Why the Pumpkin is Bad in Ukraine

  •  Why the Pumpkin is Bad in Ukraine
  •  Why the Pumpkin is Bad in Ukraine
Issue 127, October 2019.
Why the Pumpkin is Bad in Ukraine
 
As the end of October ‘creeps’ up on us, we start to think about traditional Halloween symbols like ghosts, witches, black cats and, of course, pumpkins (Harbuz in Ukrainian). While most foreigners see pumpkins as little more than a harmless Halloween decoration, pumpkins in Ukraine once had a very different meaning. 
 
There’s an old tradition in Ukraine that dates back to the medieval times. When a Ukrainian guy wanted to marry a girl, he didn’t buy her a ring and take her to a romantic place to propose. He found two special friends or relatives (Starosty or Svaty) and went over to her house and followed a specific custom. The Starosty – usually men – needed to have a solid sense of humour as they had to make a speech to the potential bride’s parents.
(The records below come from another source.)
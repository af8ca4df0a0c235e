//! Parse result and statistics structures for SURFRAD processing
//!
//! A parse never fails as a whole for malformed data lines; it returns the
//! station with every salvageable entry plus the accumulated error list.
//! Callers distinguish an aborted parse (empty entries with errors) from a
//! degraded one (entries present alongside warnings).

use crate::Error;
use crate::models::Station;

/// Result of parsing one SURFRAD stream.
#[derive(Debug)]
pub struct ParseResult {
    /// Station with whatever entries were successfully decoded.
    pub station: Station,

    /// Accounting and accumulated per-line errors.
    pub stats: ParseStats,
}

impl ParseResult {
    /// Whether any error was accumulated during the parse. Some data may be
    /// missing or wrong; the entries that are present decoded cleanly.
    pub fn has_errors(&self) -> bool {
        !self.stats.errors.is_empty()
    }
}

/// Parsing statistics accumulated over the data lines of a stream.
#[derive(Debug, Default)]
pub struct ParseStats {
    /// Total number of data lines encountered.
    pub total_lines: usize,

    /// Number of entries successfully decoded and kept.
    pub entries_parsed: usize,

    /// Number of lines skipped due to errors.
    pub lines_skipped: usize,

    /// Every error accumulated during the parse, header errors included.
    pub errors: Vec<Error>,
}

impl ParseStats {
    pub fn new() -> Self {
        Self::default()
    }

    /// Fraction of data lines that produced an entry, as a percentage.
    pub fn success_rate(&self) -> f64 {
        if self.total_lines == 0 {
            0.0
        } else {
            (self.entries_parsed as f64 / self.total_lines as f64) * 100.0
        }
    }
}
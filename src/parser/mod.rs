//! Parser for SURFRAD station data files
//!
//! SURFRAD files carry a station name line, a location header line, and then
//! one whitespace-delimited record per line. The parser is organized into
//! small components:
//! - [`reader`] - Stream consumption, header extraction, per-line error accumulation
//! - [`record_parser`] - Decoding one data line into a typed record
//! - [`normalize`] - Missing-value sentinel normalization
//! - [`field_parsers`] - Utility functions for lenient and strict field parsing
//! - [`stats`] - Parse result and statistics structures
//!
//! ## Usage
//!
//! ```rust
//! use surfrad_parser::parser::read_data;
//!
//! let file = "\
//! Desert Rock
//!    36.624 -116.019 1007 m version 1
//! ";
//! let result = read_data(file.as_bytes());
//! assert!(result.station.name.is_valid());
//! ```

pub mod field_parsers;
pub mod normalize;
pub mod reader;
pub mod record_parser;
pub mod stats;

#[cfg(test)]
mod tests;

// Re-export main entry points for easy access
pub use normalize::scrub_missing_values;
pub use reader::read_data;
pub use record_parser::parse_data_line;
pub use stats::{ParseResult, ParseStats};
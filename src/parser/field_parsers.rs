//! Field parsing utilities for SURFRAD records
//!
//! Two parsing policies coexist in the format. Header and timestamp fields
//! parse strictly and report a [`Error::FieldParse`] on failure. Measurement
//! fields parse leniently: a malformed number degrades silently to zero rather
//! than rejecting the whole line.

use crate::{Error, Result};

/// Parse a measurement token, degrading to zero on failure.
pub fn lenient_f64(value: &str) -> f64 {
    value.parse().unwrap_or(0.0)
}

/// Read the measurement at a token position, treating a missing or malformed
/// token as zero.
pub fn measurement(fields: &[&str], position: usize) -> f64 {
    fields.get(position).map(|v| lenient_f64(v)).unwrap_or(0.0)
}

/// Parse a required integer field, with the field name carried in the error.
pub fn component_i32(value: &str, field: &'static str) -> Result<i32> {
    value
        .parse()
        .map_err(|e: std::num::ParseIntError| Error::field_parse(field, value, e.to_string()))
}

/// Parse a required float field, with the field name carried in the error.
pub fn component_f64(value: &str, field: &'static str) -> Result<f64> {
    value
        .parse()
        .map_err(|e: std::num::ParseFloatError| Error::field_parse(field, value, e.to_string()))
}
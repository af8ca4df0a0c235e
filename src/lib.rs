//! SURFRAD Parser Library
//!
//! A Rust library for parsing NOAA SURFRAD (Surface Radiation Budget Network)
//! station data files into typed records.
//!
//! This library provides tools for:
//! - Parsing the two-line SURFRAD header (station identity and location)
//! - Decoding whitespace-delimited data lines into typed measurement records
//! - Normalizing the network's `-9999.9` missing-value sentinels to zero
//! - Accumulating per-line failures without aborting the whole parse
//!
//! ## Usage
//!
//! ```rust
//! use surfrad_parser::read_data;
//!
//! let input = "\
//! Desert Rock
//!    36.624 -116.019 1007 m version 1
//! ";
//! let result = read_data(input.as_bytes());
//!
//! println!(
//!     "{}: {} entries, {} errors",
//!     result.station.name,
//!     result.station.len(),
//!     result.stats.errors.len()
//! );
//! ```

pub mod constants;
pub mod error;
pub mod models;
pub mod parser;
pub mod registry;

// Re-export commonly used types
pub use error::{Error, Result};
pub use models::{DataRecord, Location, RawEntryTime, Station, StationName};
pub use parser::{ParseResult, ParseStats, read_data};
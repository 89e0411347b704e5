//! Prompt Builders
//!
//! Prompt assembly for the planner and the subtask generator: system
//! prompts with embedded JSON contracts, user prompts rendering the
//! session question, the toolset catalog, canvas content, and (for
//! re-planning) a compact digest of execution history.

use pilot_core::{CanvasContentItem, GenericToolset};

use crate::phase::recommended_stage_for_epoch;
use crate::types::{ProgressPlan, StageStatus, SubtaskStatus};

/// Maximum characters of canvas content rendered per item.
const MAX_CANVAS_PREVIEW_CHARS: usize = 200;

/// Maximum canvas items rendered into a prompt.
const MAX_CANVAS_ITEMS: usize = 10;

/// Maximum characters of subtask output rendered into the re-plan digest.
const MAX_DIGEST_OUTPUT_CHARS: usize = 300;

// ============================================================================
// Plan Generation
// ============================================================================

/// System prompt for plan generation (initial and re-plan modes share it).
pub fn build_plan_system_prompt(locale: Option<&str>) -> String {
    let mut prompt = r#"You are a research pilot planner. Your job is to analyze a user's request and decompose it into a multi-stage progress plan that an autonomous agent will execute over several epochs.

Respond with a JSON object with the following fields:
- "userIntent": A one-sentence restatement of what the user wants
- "planningLogic": Your reasoning for this decomposition
- "taskComplexity": One of "simple", "medium", or "complex"
- "estimatedTotalEpochs": Number of epochs the plan needs (1-5)
- "stages": An array of stage objects, each with:
  - "name": A short stage name
  - "description": What the stage accomplishes
  - "objectives": An array of concrete objectives
  - "toolCategories": An array of tool category keywords relevant to the stage
  - "subtasks": An array of step objects with "name", "query", and "workflowStage" (one of "research", "analysis", "synthesis", "creation")

Rules:
1. Generate between 1 and 5 stages depending on task complexity: simple tasks get 1-2 stages, complex tasks get up to 5.
2. Order stages so each builds on the previous one. Split on explicit numbering in the request, on sequential dependencies, and on shifts between gathering, analyzing, and producing.
3. If the request depends on current information (news, prices, weather, anything "latest"), the first stage must obtain the current date and fresh sources before anything else uses them.
4. Provide "subtasks" ONLY for the first stage. Later stages get subtasks when they become active.
5. Subtask queries must be self-contained: an executor sees only the query text, not this conversation.
6. When a toolset catalog is provided, "toolCategories" must use keywords that match it.

Respond with ONLY the JSON object. No markdown fences, no explanatory text."#
        .to_string();

    if let Some(instruction) = language_instruction(locale) {
        prompt.push_str("\n\n## Output Language\n");
        prompt.push_str(&instruction);
    }
    prompt
}

/// User prompt for initial plan generation.
pub fn build_plan_user_prompt(
    question: &str,
    toolsets: &[GenericToolset],
    canvas: &[CanvasContentItem],
    current_epoch: usize,
    total_epochs: usize,
    locale: Option<&str>,
) -> String {
    let mut prompt = format!("Decompose the following request into a progress plan:\n\n{}", question);

    prompt.push_str(&render_phase_guidance(current_epoch, total_epochs));

    if let Some(catalog) = render_toolsets(toolsets, locale) {
        prompt.push_str("\n\n## Available Toolsets\n");
        prompt.push_str(&catalog);
    }

    if let Some(context) = render_canvas(canvas) {
        prompt.push_str("\n\n## Canvas Content\n");
        prompt.push_str(&context);
    }

    prompt
}

/// User prompt for re-planning with execution history.
///
/// Completed stages are fixed; the model is asked to revise only the
/// remaining stages, seeded with a digest of what already happened.
pub fn build_replan_user_prompt(
    question: &str,
    plan: &ProgressPlan,
    toolsets: &[GenericToolset],
    canvas: &[CanvasContentItem],
    current_epoch: usize,
    total_epochs: usize,
    locale: Option<&str>,
) -> String {
    let mut prompt = format!(
        "Revise the progress plan for the following request:\n\n{}",
        question
    );

    prompt.push_str("\n\n## Execution History\n");
    prompt.push_str(&render_stage_digest(plan));

    prompt.push_str(&render_phase_guidance(current_epoch, total_epochs));

    if let Some(catalog) = render_toolsets(toolsets, locale) {
        prompt.push_str("\n\n## Available Toolsets\n");
        prompt.push_str(&catalog);
    }

    if let Some(context) = render_canvas(canvas) {
        prompt.push_str("\n\n## Canvas Content\n");
        prompt.push_str(&context);
    }

    prompt.push_str(
        "\n\n## Revision Instructions\n\
         Completed stages are fixed and will be kept as they are. Propose ONLY the revised \
         remaining stages, starting with the current one, in the same JSON shape as a full plan. \
         Provide \"subtasks\" only for the first stage you propose.",
    );

    prompt
}

// ============================================================================
// Subtask Generation
// ============================================================================

/// System prompt for subtask generation.
pub fn build_subtask_system_prompt(max_count: usize, locale: Option<&str>) -> String {
    let mut prompt = format!(
        r#"You are a research pilot step generator. Your job is to break the active stage of a progress plan into dispatchable steps.

Respond with a JSON object with a single field:
- "steps": An array of at most {max_count} step objects, each with:
  - "name": A short action-oriented step name
  - "query": A self-contained query for the executor
  - "workflowStage": One of "research", "analysis", "synthesis", "creation"

Rules:
1. Generate at most {max_count} steps. Fewer is better when the stage objectives are narrow.
2. Steps must be mutually independent so they can run in parallel.
3. Phrase each query as an objective and its expected outcome, not as a vague topic.
4. Stay inside the stage's objectives; later stages handle the rest.

Respond with ONLY the JSON object. No markdown fences, no explanatory text."#
    );

    if let Some(instruction) = language_instruction(locale) {
        prompt.push_str("\n\n## Output Language\n");
        prompt.push_str(&instruction);
    }
    prompt
}

/// User prompt for subtask generation.
pub fn build_subtask_user_prompt(
    stage_name: &str,
    stage_description: &str,
    objectives: &[String],
    toolsets: &[GenericToolset],
    canvas: &[CanvasContentItem],
    current_epoch: usize,
    total_epochs: usize,
    locale: Option<&str>,
) -> String {
    let mut prompt = format!(
        "Generate steps for the active stage of the plan.\n\n## Active Stage\nName: {}\nDescription: {}",
        stage_name, stage_description
    );

    if !objectives.is_empty() {
        prompt.push_str("\nObjectives:\n");
        for objective in objectives {
            prompt.push_str(&format!("- {}\n", objective));
        }
    }

    prompt.push_str(&render_phase_guidance(current_epoch, total_epochs));

    if let Some(catalog) = render_toolsets(toolsets, locale) {
        prompt.push_str("\n\n## Relevant Toolsets\n");
        prompt.push_str(&catalog);
    }

    if let Some(context) = render_canvas(canvas) {
        prompt.push_str("\n\n## Canvas Content\n");
        prompt.push_str(&context);
    }

    prompt
}

// ============================================================================
// Rendering Helpers
// ============================================================================

/// Output-language instruction for a locale, when one is set.
fn language_instruction(locale: Option<&str>) -> Option<String> {
    let locale = locale?.trim();
    if locale.is_empty() {
        return None;
    }
    Some(format!(
        "Write all output (stage names, step names, queries, reasoning) in the language of locale \"{}\".",
        locale
    ))
}

/// Phase guidance block shared by all user prompts.
fn render_phase_guidance(current_epoch: usize, total_epochs: usize) -> String {
    let phase = recommended_stage_for_epoch(current_epoch, total_epochs);
    format!(
        "\n\n## Current Phase\nEpoch {} of {}. Recommended workflow phase: {}. \
         Early epochs gather material, middle epochs analyze and combine it, \
         late epochs produce the final deliverable.",
        current_epoch, total_epochs, phase
    )
}

/// Render the toolset catalog, one line per toolset.
fn render_toolsets(toolsets: &[GenericToolset], locale: Option<&str>) -> Option<String> {
    if toolsets.is_empty() {
        return None;
    }
    let mut lines = Vec::new();
    for toolset in toolsets {
        let tools = toolset.tool_names().join(", ");
        let description = locale
            .and_then(|l| toolset.description_for_locale(l))
            .or_else(|| toolset.description_for_locale("en"));
        let mut line = format!("- {}", toolset.name);
        if !tools.is_empty() {
            line.push_str(&format!(" (tools: {})", tools));
        }
        if let Some(description) = description {
            line.push_str(&format!(": {}", description));
        }
        lines.push(line);
    }
    Some(lines.join("\n"))
}

/// Render canvas content items, bounded in count and per-item length.
fn render_canvas(canvas: &[CanvasContentItem]) -> Option<String> {
    if canvas.is_empty() {
        return None;
    }
    let lines: Vec<String> = canvas
        .iter()
        .take(MAX_CANVAS_ITEMS)
        .map(|item| {
            let title = item.title.as_deref().unwrap_or("(untitled)");
            match item.preview_text() {
                Some(text) => format!(
                    "- [{}] {}: {}",
                    item.item_type,
                    title,
                    truncate_chars(text, MAX_CANVAS_PREVIEW_CHARS)
                ),
                None => format!("- [{}] {}", item.item_type, title),
            }
        })
        .collect();
    Some(lines.join("\n"))
}

/// Render the execution-history digest for re-planning.
fn render_stage_digest(plan: &ProgressPlan) -> String {
    let mut digest = String::new();

    for (index, stage) in plan.stages.iter().enumerate() {
        let marker = match stage.status {
            StageStatus::Completed => "completed",
            StageStatus::InProgress => "in progress",
            StageStatus::Pending => "pending",
        };
        digest.push_str(&format!(
            "### Stage {} ({}): {}\n{}\n",
            index + 1,
            marker,
            stage.name,
            stage.description
        ));

        if stage.status == StageStatus::Pending {
            continue;
        }

        for subtask in &stage.subtasks {
            digest.push_str(&format!("- [{}] {}", subtask.status, subtask.name));
            if subtask.status == SubtaskStatus::Completed {
                if let Some(output) = &subtask.output {
                    digest.push_str(&format!(
                        ": {}",
                        truncate_chars(output, MAX_DIGEST_OUTPUT_CHARS)
                    ));
                }
            } else if subtask.status == SubtaskStatus::Failed {
                if let Some(error) = &subtask.error_message {
                    digest.push_str(&format!(" (error: {})", truncate_chars(error, 120)));
                }
            }
            digest.push('\n');
        }
    }

    digest
}

/// Truncate to a maximum number of characters, appending an ellipsis when
/// anything was cut.
fn truncate_chars(text: &str, max: usize) -> String {
    if text.chars().count() <= max {
        return text.to_string();
    }
    let truncated: String = text.chars().take(max).collect();
    format!("{}...", truncated)
}
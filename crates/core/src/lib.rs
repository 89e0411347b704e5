//! Pilot Core
//!
//! Foundational error types and data records for the Pilot workspace. This
//! crate has zero dependencies on engine-level code (LLM providers, prompt
//! building, orchestration).
//!
//! ## Module Organization
//!
//! - `error` - Core error types (`PilotError`, `PilotResult`)
//! - `context` - Read-only session context records (`SessionRecord`, `ActionStepRecord`, `ActionResultRecord`, `CanvasContentItem`)
//! - `toolset` - Toolset catalog types and category matching (`GenericToolset`)
//!
//! ## Design Principles
//!
//! 1. **Zero external dependencies beyond serde/thiserror** - keeps build times minimal
//! 2. **Records are snapshots** - the engine reads them, never writes them back
//! 3. **Unidirectional dependency** - this crate depends on nothing else in the workspace

pub mod error;
pub mod context;
pub mod toolset;

// ── Error Types ────────────────────────────────────────────────────────
pub use error::{PilotError, PilotResult};

// ── Session Context Records ────────────────────────────────────────────
pub use context::{
    ActionResultRecord, ActionStepRecord, ActionStepStatus, CanvasContentItem, ContentItemType,
    SessionRecord, SessionStatus, StepExecutionMode,
};

// ── Toolset Catalog ────────────────────────────────────────────────────
pub use toolset::{GenericToolset, ToolsetDefinition, ToolsetTool};
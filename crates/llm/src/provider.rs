//! Chat Model Trait
//!
//! Defines the common interface for all chat model implementations.

use async_trait::async_trait;
use serde_json::Value;

use super::schema::SchemaDescriptor;
use super::types::{ChatCompletion, ChatRequest, ModelConfig, ModelError, ModelResult};

/// Trait that all chat models must implement.
///
/// Provides a unified interface for:
/// - Free-text completions (invoke)
/// - Schema-constrained completions returning parsed JSON (invoke_structured)
#[async_trait]
pub trait ChatModel: Send + Sync {
    /// Returns the provider name for identification.
    fn name(&self) -> &'static str;

    /// Returns the current model being used.
    fn model(&self) -> &str;

    /// Send a request and get a complete free-text response.
    async fn invoke(&self, request: ChatRequest) -> ModelResult<ChatCompletion>;

    /// Send a request constrained to the given schema and return the parsed
    /// JSON payload.
    ///
    /// Implementations surface schema violations and unparseable content as
    /// `ModelError::ParseError` so callers can decide whether to fall back
    /// to free-text extraction.
    async fn invoke_structured(
        &self,
        schema: &SchemaDescriptor,
        request: ChatRequest,
    ) -> ModelResult<Value>;

    /// Get the configuration for this model.
    fn config(&self) -> &ModelConfig;
}

/// Helper function to create an error for missing API key
pub fn missing_api_key_error(provider: &str) -> ModelError {
    ModelError::AuthenticationFailed {
        message: format!("API key not configured for {}", provider),
    }
}

/// Helper function to parse HTTP error status codes
pub fn parse_http_error(status: u16, body: &str, provider: &str) -> ModelError {
    match status {
        401 => ModelError::AuthenticationFailed {
            message: format!("{}: Invalid API key", provider),
        },
        403 => ModelError::AuthenticationFailed {
            message: format!("{}: Access denied", provider),
        },
        404 => ModelError::ModelNotFound {
            model: body.to_string(),
        },
        429 => ModelError::RateLimited {
            message: body.to_string(),
            retry_after: None,
        },
        400 => ModelError::InvalidRequest {
            message: body.to_string(),
        },
        500..=599 => ModelError::ServerError {
            message: body.to_string(),
            status: Some(status),
        },
        _ => ModelError::Other {
            message: format!("HTTP {}: {}", status, body),
        },
    }
}
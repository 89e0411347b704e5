//! Workflow Phase Heuristic
//!
//! Maps a session's position in its epoch budget to the workflow phase its
//! steps should serve: early epochs gather, middle epochs analyze and
//! combine, late epochs produce deliverables. The thresholds are policy,
//! shared between this function and the planner's phase guidance text.

use crate::types::WorkflowStage;

/// Progress fraction below which epochs stay in research.
pub const RESEARCH_CEILING: f64 = 0.4;

/// Progress fraction below which epochs run analysis.
pub const ANALYSIS_CEILING: f64 = 0.7;

/// Progress fraction below which epochs run synthesis; everything at or
/// beyond it is creation.
pub const SYNTHESIS_CEILING: f64 = 0.85;

/// Recommend a workflow phase for the given epoch.
///
/// `total_epochs` is normalized to at least 1, so a zero budget degrades
/// to single-epoch behavior instead of dividing by zero. Epochs past the
/// budget land in `Creation`.
pub fn recommended_stage_for_epoch(current_epoch: usize, total_epochs: usize) -> WorkflowStage {
    let total = total_epochs.max(1);
    let progress = current_epoch as f64 / total as f64;

    if progress < RESEARCH_CEILING {
        WorkflowStage::Research
    } else if progress < ANALYSIS_CEILING {
        WorkflowStage::Analysis
    } else if progress < SYNTHESIS_CEILING {
        WorkflowStage::Synthesis
    } else {
        WorkflowStage::Creation
    }
}
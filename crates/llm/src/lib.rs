//! Pilot LLM
//!
//! Chat-model capability layer for the Pilot workspace:
//! - `ChatModel` trait with free-text and schema-constrained invocation
//! - OpenAI-compatible provider implementation
//! - JSON schema descriptors for structured output
//! - JSON extraction from free-form model text

pub mod extract;
pub mod openai;
pub mod provider;
pub mod schema;
pub mod types;

// Re-export main types
pub use extract::{extract_structured, ExtractError};
pub use openai::OpenAIChatModel;
pub use provider::{missing_api_key_error, parse_http_error, ChatModel};
pub use schema::SchemaDescriptor;
pub use types::*;
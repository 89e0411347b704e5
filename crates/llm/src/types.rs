//! Chat Model Types
//!
//! Request, response, configuration, and error types shared by all chat
//! model implementations.

use serde::{Deserialize, Serialize};

/// Configuration for a chat model endpoint
#[derive(Debug, Clone, Serialize, Deserialize)]
pub struct ModelConfig {
    /// API key (not needed for local endpoints)
    #[serde(skip_serializing_if = "Option::is_none")]
    pub api_key: Option<String>,
    /// Base URL override (optional)
    #[serde(skip_serializing_if = "Option::is_none")]
    pub base_url: Option<String>,
    /// Model name to use
    pub model: String,
    /// Maximum tokens to generate
    #[serde(default = "default_max_tokens")]
    pub max_tokens: u32,
    /// Temperature (0.0 - 1.0)
    #[serde(default = "default_temperature")]
    pub temperature: f32,
}

fn default_max_tokens() -> u32 {
    4096
}

fn default_temperature() -> f32 {
    0.7
}

impl Default for ModelConfig {
    fn default() -> Self {
        Self {
            api_key: None,
            base_url: None,
            model: "gpt-4o-mini".to_string(),
            max_tokens: default_max_tokens(),
            temperature: default_temperature(),
        }
    }
}

/// A single completion request: one prompt, optional system framing.
///
/// The engine's call sites are all single-turn, so the request type carries
/// no conversation history.
#[derive(Debug, Clone, Serialize, Deserialize)]
pub struct ChatRequest {
    /// Optional system prompt
    #[serde(skip_serializing_if = "Option::is_none")]
    pub system: Option<String>,
    /// The user prompt
    pub prompt: String,
}

impl ChatRequest {
    /// Create a request with just a user prompt.
    pub fn new(prompt: impl Into<String>) -> Self {
        Self {
            system: None,
            prompt: prompt.into(),
        }
    }

    /// Attach a system prompt.
    pub fn with_system(mut self, system: impl Into<String>) -> Self {
        self.system = Some(system.into());
        self
    }
}

/// Token usage statistics
#[derive(Debug, Clone, Default, Serialize, Deserialize)]
pub struct UsageStats {
    /// Tokens in the input/prompt
    pub input_tokens: u32,
    /// Tokens in the output/completion
    pub output_tokens: u32,
}

/// A complete (non-streamed) model response
#[derive(Debug, Clone, Serialize, Deserialize)]
pub struct ChatCompletion {
    /// Response text content
    pub content: String,
    /// The model that generated the response
    pub model: String,
    /// Token usage statistics
    #[serde(default)]
    pub usage: UsageStats,
}

/// Error types for chat model operations
#[derive(Debug, Clone, Serialize, Deserialize)]
#[serde(tag = "type", rename_all = "snake_case")]
pub enum ModelError {
    /// Authentication failed (invalid API key)
    AuthenticationFailed { message: String },
    /// Rate limit exceeded
    RateLimited {
        message: String,
        retry_after: Option<u32>,
    },
    /// Model not found or not available
    ModelNotFound { model: String },
    /// Invalid request (bad parameters)
    InvalidRequest { message: String },
    /// Server error from the provider
    ServerError {
        message: String,
        status: Option<u16>,
    },
    /// Network/connection error
    NetworkError { message: String },
    /// Response parsing error
    ParseError { message: String },
    /// Other error
    Other { message: String },
}

impl std::fmt::Display for ModelError {
    fn fmt(&self, f: &mut std::fmt::Formatter<'_>) -> std::fmt::Result {
        match self {
            ModelError::AuthenticationFailed { message } => {
                write!(f, "Authentication failed: {}", message)
            }
            ModelError::RateLimited { message, .. } => {
                write!(f, "Rate limited: {}", message)
            }
            ModelError::ModelNotFound { model } => {
                write!(f, "Model not found: {}", model)
            }
            ModelError::InvalidRequest { message } => {
                write!(f, "Invalid request: {}", message)
            }
            ModelError::ServerError { message, status } => {
                if let Some(s) = status {
                    write!(f, "Server error ({}): {}", s, message)
                } else {
                    write!(f, "Server error: {}", message)
                }
            }
            ModelError::NetworkError { message } => {
                write!(f, "Network error: {}", message)
            }
            ModelError::ParseError { message } => {
                write!(f, "Parse error: {}", message)
            }
            ModelError::Other { message } => {
                write!(f, "Error: {}", message)
            }
        }
    }
}

impl std::error::Error for ModelError {}

/// Result type for chat model operations
pub type ModelResult<T> = Result<T, ModelError>;
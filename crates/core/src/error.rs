//! Core Error Types
//!
//! Defines the foundational error types used across the Pilot workspace.
//! These error types are dependency-free (only thiserror + serde_json) to
//! keep the core crate lightweight.
//!
//! The engine crate maps model-capability failures into these variants at
//! the orchestration boundary; the llm crate carries its own wire-level
//! error taxonomy.

use thiserror::Error;

/// Core error type for the Pilot workspace.
///
/// This is the minimal error set shared by the engine and its callers.
/// Model transport errors stay in the llm crate and are absorbed by the
/// planner and subtask generator before they can reach this type.
#[derive(Error, Debug)]
pub enum PilotError {
    /// Configuration errors
    #[error("Configuration error: {0}")]
    Config(String),

    /// JSON serialization/deserialization errors
    #[error("Serialization error: {0}")]
    Serialization(#[from] serde_json::Error),

    /// Validation errors
    #[error("Validation error: {0}")]
    Validation(String),

    /// Plan acquisition or regeneration failed beyond recovery
    #[error("Planning error: {0}")]
    Planning(String),

    /// Generic internal errors
    #[error("Internal error: {0}")]
    Internal(String),
}

/// Result type alias for core errors
pub type PilotResult<T> = Result<T, PilotError>;

impl PilotError {
    /// Create a config error
    pub fn config(msg: impl Into<String>) -> Self {
        Self::Config(msg.into())
    }

    /// Create a validation error
    pub fn validation(msg: impl Into<String>) -> Self {
        Self::Validation(msg.into())
    }

    /// Create a planning error
    pub fn planning(msg: impl Into<String>) -> Self {
        Self::Planning(msg.into())
    }

    /// Create an internal error
    pub fn internal(msg: impl Into<String>) -> Self {
        Self::Internal(msg.into())
    }
}

/// Convert PilotError to a string
impl From<PilotError> for String {
    fn from(err: PilotError) -> String {
        err.to_string()
    }
}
After the speech, and a formal marriage request, the parents generally answered “We need to ask our daughter to see what she thinks”. What happened next was very important! The girl wouldn’t say a word – if she wanted to marry the man, she’d tie a ceremonial embroidered towel over the shoulder of each Starosty and a fine shawl on the hand of the young man. But if she didn’t want to marry the poor lad, the Starosty received nothing. And for the young man – a pumpkin!
 
Parents of very attractive daughters needed to have plenty of pumpkins, as pretty girls saw many offers of marriage. People often joked to her parents that they needed to grow enourmous pumpkin patches! This old tradition has by now mostly disappeared in Ukraine. Men generally purchase rings for marriage proposals, as is done in most of the rest of the world. But the phrase “to get a pumpkin” still remains very popular in Ukraine. It means that someone has declined you in a very important important business matter. In fact, if you hear that a Ukrainian “got a pumpkin from his girlfriend”, it means the same thing as in yesteryear – she doesn’t want to marry him.
 
It’s unclear how pumpkins came to symblise romantic rejection, but it’s possible that the vegetable’s unsightly appearance could be to blame. Many Ukrainian cookbooks also suggest that pumpkins are good for a man’s virility, so perhaps the pumpkin-wielding maidens were holding out for rugged, strapping young men.